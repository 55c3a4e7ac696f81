//! Periodic read refresh.
//!
//! # Responsibilities
//! - Re-issue a fixed key set on an interval
//! - Publish each round's results to an optional subscriber
//! - Exit on the shutdown broadcast

use std::time::Duration;
use tokio::sync::{broadcast, mpsc};
use tokio::time;

use crate::reads::layer::ReadLayer;
use crate::reads::types::{ReadKey, ReadValue};

/// One polling round: each key with its value, `None` meaning no data yet.
pub type PollRound = Vec<(ReadKey, Option<ReadValue>)>;

pub struct Poller {
    name: &'static str,
    reads: ReadLayer,
    keys: Vec<ReadKey>,
    interval: Duration,
    updates: Option<mpsc::UnboundedSender<PollRound>>,
}

impl Poller {
    pub fn new(name: &'static str, reads: ReadLayer, keys: Vec<ReadKey>, interval: Duration) -> Self {
        Self {
            name,
            reads,
            keys,
            interval,
            updates: None,
        }
    }

    /// Send every round's results to `tx`.
    pub fn with_updates(mut self, tx: mpsc::UnboundedSender<PollRound>) -> Self {
        self.updates = Some(tx);
        self
    }

    /// Run a single round.
    pub async fn poll_once(&self) -> PollRound {
        let values = self.reads.fetch_many(&self.keys).await;
        self.keys.iter().cloned().zip(values).collect()
    }

    pub async fn run(self, mut shutdown: broadcast::Receiver<()>) {
        if self.keys.is_empty() {
            tracing::info!(poller = self.name, "No keys to poll");
            return;
        }

        tracing::info!(
            poller = self.name,
            keys = self.keys.len(),
            interval_ms = self.interval.as_millis() as u64,
            "Poller starting"
        );

        let mut ticker = time::interval(self.interval);
        ticker.set_missed_tick_behavior(time::MissedTickBehavior::Delay);

        loop {
            tokio::select! {
                _ = ticker.tick() => {
                    let round = self.poll_once().await;
                    if let Some(tx) = &self.updates {
                        if tx.send(round).is_err() {
                            tracing::debug!(poller = self.name, "Update receiver dropped, stopping");
                            break;
                        }
                    }
                }
                _ = shutdown.recv() => {
                    tracing::info!(poller = self.name, "Poller received shutdown signal, exiting loop");
                    break;
                }
            }
        }
    }
}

☆ ☆ ☆

§ Problem to work on: The material shown above must be written out again in full, exactly as it reads.

§ Task response:
repository 55c3a4e7ac696f81
//! Periodic read refresh.
//!
//! # Responsibilities
//! - Re-issue a fixed key set on an interval
//! - Publish each round's results to an optional subscriber
//! - Exit on the shutdown broadcast

use std::time::Duration;
use tokio::sync::{broadcast, mpsc};
use tokio::time;

use crate::reads::layer::ReadLayer;
use crate::reads::types::{ReadKey, ReadValue};

/// One polling round: each key with its value, `None` meaning no data yet.
pub type PollRound = Vec<(ReadKey, Option<ReadValue>)>;

pub struct Poller {
    name: &'static str,
    reads: ReadLayer,
    keys: Vec<ReadKey>,
    interval: Duration,
    updates: Option<mpsc::UnboundedSender<PollRound>>,
}

impl Poller {
    pub fn new(name: &'static str, reads: ReadLayer, keys: Vec<ReadKey>, interval: Duration) -> Self {
        Self {
            name,
            reads,
            keys,
            interval,
            updates: None,
        }
    }

    /// Send every round's results to `tx`.
    pub fn with_updates(mut self, tx: mpsc::UnboundedSender<PollRound>) -> Self {
        self.updates = Some(tx);
        self
    }

    /// Run a single round.
    pub async fn poll_once(&self) -> PollRound {
        let values = self.reads.fetch_many(&self.keys).await;
        self.keys.iter().cloned().zip(values).collect()
    }

    pub async fn run(self, mut shutdown: broadcast::Receiver<()>) {
        if self.keys.is_empty() {
            tracing::info!(poller = self.name, "No keys to poll");
            return;
        }

        tracing::info!(
            poller = self.name,
            keys = self.keys.len(),
            interval_ms = self.interval.as_millis() as u64,
            "Poller starting"
        );

        let mut ticker = time::interval(self.interval);
        ticker.set_missed_tick_behavior(time::MissedTickBehavior::Delay);

        loop {
            tokio::select! {
                _ = ticker.tick() => {
                    let round = self.poll_once().await;
                    if let Some(tx) = &self.updates {
                        if tx.send(round).is_err() {
                            tracing::debug!(poller = self.name, "Update receiver dropped, stopping");
                            break;
                        }
                    }
                }
                _ = shutdown.recv() => {
                    tracing::info!(poller = self.name, "Poller received shutdown signal, exiting loop");
                    break;
                }
            }
        }
    }
}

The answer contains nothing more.